Pour commencer, prélevez le surnageant à partir de la culture de cellules souches mésenchymateuses dérivées de l’adipeux humain une fois que les cellules sont confluentes à 80 %. Prélevez soigneusement le surnageant à l’aide d’une pipette et transférez-le dans un tube à centrifuger de 50 millilitres. Centrifugez le tube à 300 x g pendant 10 minutes à température ambiante pour éliminer les cellules en suspension, puis utilisez une pipette pour recueillir le surnageant sans perturber la pastille.
Centrifugez le surnageant à 2000 x g pendant 10 minutes à quatre degrés Celsius pour éliminer les débris cellulaires. Prélevez le surnageant résultant à l’aide d’une pipette et filtrez-le à travers une membrane de 0,22 micron pour éliminer les grosses particules et les débris cellulaires. Soumettre le filtrat à une ultra-centrifugation à 10 000 x g pendant 30 minutes à quatre degrés Celsius.
Effectuez ensuite une centrifugation finale à 100 000 x g pendant 70 minutes à quatre degrés Celsius. À l’aide d’une pipette, prélever le surnageant sans prélever la pastille. Remettre la pastille en suspension dans du PBS avant de centrifuger le tube à 100 000 x g pendant 70 minutes à quatre degrés Celsius.

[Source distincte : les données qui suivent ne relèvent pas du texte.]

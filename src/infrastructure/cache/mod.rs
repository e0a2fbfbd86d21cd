//! Fast key/value store used for caching, hit counters and rate windows.
//!
//! Provides a [`FastStore`] trait with two implementations:
//! - [`RedisStore`] - Production Redis-backed store
//! - [`MemoryStore`] - In-process store for development and tests

mod memory_store;
mod redis_store;
mod store;

pub use memory_store::MemoryStore;
pub use redis_store::RedisStore;
pub use store::{FastStore, StoreError, StoreResult, StoreStats};

#[cfg(test)]
pub use store::MockFastStore;
//! DTOs for health check endpoint.

use serde::{Deserialize, Serialize};

/// Health check response with component status.
#[derive(Debug, Serialize, Deserialize)]
pub struct HealthResponse {
    pub status: String,
    pub version: String,
    pub checks: HealthChecks,
}

/// Health status for each system component.
#[derive(Debug, Serialize, Deserialize)]
pub struct HealthChecks {
    pub database: CheckStatus,
    pub fast_store: CheckStatus,
    pub hit_queue: CheckStatus,
}

/// Individual component health status.
#[derive(Debug, Serialize, Deserialize)]
pub struct CheckStatus {
    pub status: String,

    #[serde(skip_serializing_if = "Option::is_none")]
    pub message: Option<String>,
}

impl CheckStatus {
    pub fn ok(message: impl Into<String>) -> Self {
        Self {
            status: "ok".to_string(),
            message: Some(message.into()),
        }
    }

    pub fn error(message: impl Into<String>) -> Self {
        Self {
            status: "error".to_string(),
            message: Some(message.into()),
        }
    }

    pub fn is_ok(&self) -> bool {
        self.status == "ok"
    }
}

Retirez le surnageant et remettez en suspension la pastille obtenue de vésicules extracellulaires, ou VE, dans un millilitre de PBS. Enfin, transférez la suspension EV dans un tube à centrifuger d’un millilitre et stockez-la à quatre degrés Celsius jusqu’à une analyse plus approfondie. La microscopie électronique à transmission a clairement révélé la structure en forme de coupe des VE avec une membrane bicouche.
L’analyse du suivi des nanoparticules a indiqué qu’elles ont une distribution granulométrique d’environ 50 à 150 nanomètres. L’analyse par transfert Western a montré que les protéines marqueurs caractéristiques des VE étaient exprimées de manière fluide.